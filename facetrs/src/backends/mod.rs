//! Database backend drivers.
//!
//! Each backend is implemented in its own file and gated behind a feature
//! flag. A driver owns its live client or pool, is created per request by
//! the query service and closed on every exit path.

use std::collections::HashMap;

use async_trait::async_trait;
use futures::stream::{self, StreamExt};
use serde_json::Value;
use tokio::sync::mpsc;

use crate::connection::{Connection, ConnectionConfig, ConnectionKind, ConnectionTestResult};
use crate::dialect::Dialect;
use crate::error::{FacetError, Result};
use crate::metadata::DatabaseCatalog;
use crate::query::{ColumnInfo, QueryExplainResult};

/// Rows handed through streaming reads, batch by batch.
pub const STREAM_BATCH_ROWS: usize = 100;

pub type RowMap = serde_json::Map<String, Value>;
pub type ParamMap = HashMap<String, Value>;
pub type RowStream = futures::stream::BoxStream<'static, Result<RowMap>>;

/// Raw output of a single SQL execution, before the query service wraps it
/// into the client-facing envelope.
#[derive(Debug, Clone, Default)]
pub struct RawQueryOutput {
    pub columns: Vec<ColumnInfo>,
    pub rows: Vec<RowMap>,
    /// Client-side wall clock between submit and materialization, seconds.
    pub elapsed_secs: f64,
}

/// Uniform capability every backend implements.
///
/// `connect` and `close` are idempotent; `close` tolerates partial
/// construction and in-flight calls (tasks holding client clones finish on
/// their own).
#[async_trait]
pub trait BackendDriver: Send + Sync {
    fn dialect(&self) -> &(dyn Dialect + Send + Sync);

    async fn connect(&mut self) -> Result<()>;

    /// Probe the backend with a transient client built from the connection
    /// settings. Failures are reported in the message, not as errors.
    async fn test_connection(&self) -> (bool, String);

    async fn fetch_catalog(&self) -> Result<DatabaseCatalog>;

    async fn execute_query(&self, sql: &str, params: Option<&ParamMap>) -> Result<RawQueryOutput>;

    /// Lazily yield rows through a bounded batch hand-off; the producer
    /// task owns a client clone and keeps filling until drained or dropped.
    async fn stream_query(&self, sql: &str) -> Result<RowStream>;

    async fn explain(&self, sql: &str) -> Result<QueryExplainResult>;

    async fn close(&mut self) -> Result<()>;
}

/// Select a driver implementation by the connection's type tag.
pub fn create_driver(connection: &Connection) -> Result<Box<dyn BackendDriver>> {
    tracing::debug!(id = %connection.id, kind = %connection.kind, "creating backend driver");
    match connection.kind {
        #[cfg(feature = "postgres")]
        ConnectionKind::Postgres => Ok(Box::new(postgres::PostgresDriver::new(connection.clone()))),
        #[cfg(feature = "clickhouse")]
        ConnectionKind::Clickhouse => {
            Ok(Box::new(clickhouse::ClickHouseDriver::new(connection.clone())))
        }
        #[cfg(feature = "bigquery")]
        ConnectionKind::Bigquery => Ok(Box::new(bigquery::BigQueryDriver::new(connection.clone()))),
        #[cfg(feature = "snowflake")]
        ConnectionKind::Snowflake => {
            Ok(Box::new(snowflake::SnowflakeDriver::new(connection.clone())))
        }
        other => Err(FacetError::Unsupported(other.as_str().to_string())),
    }
}

/// Probe a backend with candidate settings, without registering anything.
pub async fn test_connection(kind: ConnectionKind, config: ConnectionConfig) -> ConnectionTestResult {
    let now = chrono::Utc::now();
    let candidate = Connection {
        id: "temp".to_string(),
        name: "Test Connection".to_string(),
        kind,
        config,
        created_at: now,
        updated_at: now,
    };
    match create_driver(&candidate) {
        Ok(driver) => {
            let (success, message) = driver.test_connection().await;
            ConnectionTestResult { success, message }
        }
        Err(e) => ConnectionTestResult {
            success: false,
            message: e.to_string(),
        },
    }
}

/// Placeholder conventions for the naive parameter substitution the
/// drivers offer for interface parity. The translator inlines literals,
/// so this only runs when a caller supplies a params map explicitly.
#[derive(Debug, Clone, Copy)]
pub(crate) enum ParamStyle {
    /// BigQuery `@name`
    At,
    /// ClickHouse `{name}`
    Brace,
    /// Snowflake `:name`
    Colon,
}

pub(crate) fn substitute_params(sql: &str, params: &ParamMap, style: ParamStyle) -> String {
    let mut sql = sql.to_string();
    for (key, value) in params {
        let placeholder = match style {
            ParamStyle::At => format!("@{key}"),
            ParamStyle::Brace => format!("{{{key}}}"),
            ParamStyle::Colon => format!(":{key}"),
        };
        if sql.contains(&placeholder) {
            sql = sql.replace(&placeholder, &param_literal(value));
        }
    }
    sql
}

fn param_literal(value: &Value) -> String {
    match value {
        Value::String(s) => format!("'{}'", s.replace('\'', "''")),
        other => other.to_string(),
    }
}

/// Infer a normalized column type from a JSON value, for backends that
/// return untyped rows.
pub(crate) fn infer_value_type(value: &Value) -> Option<&'static str> {
    match value {
        Value::Null => None,
        Value::Bool(_) => Some("boolean"),
        Value::Number(n) if n.is_i64() || n.is_u64() => Some("integer"),
        Value::Number(_) => Some("number"),
        Value::String(_) => Some("string"),
        Value::Array(_) => Some("array"),
        Value::Object(_) => Some("json"),
    }
}

/// Producer side of the streaming hand-off: buffers rows and pushes full
/// batches into the bounded channel.
pub(crate) struct BatchSender {
    tx: mpsc::Sender<Result<Vec<RowMap>>>,
    buf: Vec<RowMap>,
}

impl BatchSender {
    pub(crate) fn new(tx: mpsc::Sender<Result<Vec<RowMap>>>) -> Self {
        Self {
            tx,
            buf: Vec::with_capacity(STREAM_BATCH_ROWS),
        }
    }

    /// Returns false when the consumer is gone and production should stop.
    pub(crate) async fn push(&mut self, row: RowMap) -> bool {
        self.buf.push(row);
        if self.buf.len() >= STREAM_BATCH_ROWS {
            return self.flush().await;
        }
        true
    }

    pub(crate) async fn flush(&mut self) -> bool {
        if self.buf.is_empty() {
            return true;
        }
        let batch = std::mem::take(&mut self.buf);
        self.tx.send(Ok(batch)).await.is_ok()
    }

    pub(crate) async fn fail(self, err: FacetError) {
        let _ = self.tx.send(Err(err)).await;
    }
}

/// Consumer side: flatten the batch channel into a stream of rows.
pub(crate) fn rows_into_stream(rx: mpsc::Receiver<Result<Vec<RowMap>>>) -> RowStream {
    stream::unfold(rx, |mut rx| async move {
        rx.recv().await.map(|batch| (batch, rx))
    })
    .flat_map(|batch| match batch {
        Ok(rows) => stream::iter(rows.into_iter().map(Ok).collect::<Vec<_>>()),
        Err(e) => stream::iter(vec![Err(e)]),
    })
    .boxed()
}

// Feature-gated backend implementations
#[cfg(feature = "postgres")]
mod postgres;
#[cfg(feature = "postgres")]
pub use postgres::PostgresDriver;

#[cfg(feature = "clickhouse")]
mod clickhouse;
#[cfg(feature = "clickhouse")]
pub use clickhouse::ClickHouseDriver;

#[cfg(feature = "bigquery")]
mod bigquery;
#[cfg(feature = "bigquery")]
pub use bigquery::BigQueryDriver;

#[cfg(feature = "snowflake")]
mod snowflake;
#[cfg(feature = "snowflake")]
pub use snowflake::SnowflakeDriver;
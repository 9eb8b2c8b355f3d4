use thiserror::Error;

pub type Result<T> = std::result::Result<T, FacetError>;

#[derive(Debug, Error)]
pub enum FacetError {
    #[error("io error: {0}")]
    Io(#[from] std::io::Error),
    #[error("yaml parse error: {0}")]
    Yaml(#[from] serde_yaml::Error),
    #[error("json error: {0}")]
    Json(#[from] serde_json::Error),
    #[error("invalid query: {0}")]
    InvalidQuery(String),
    #[error("not found: {0}")]
    NotFound(String),
    #[error("unsupported connection type: {0}")]
    Unsupported(String),
    #[error("backend error: {0}")]
    Backend(String),
    #[error("config error: {0}")]
    Config(String),
    #[error(transparent)]
    Other(#[from] anyhow::Error),
}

■ TRY IT
Please filter the entries for the word "side" and copy the lines that have it.

■ ANSWER TO THIS PROBLEM
    /// Client-side wall clock between submit and materialization, seconds.
/// Producer side of the streaming hand-off: buffers rows and pushes full
/// Consumer side: flatten the batch channel into a stream of rows.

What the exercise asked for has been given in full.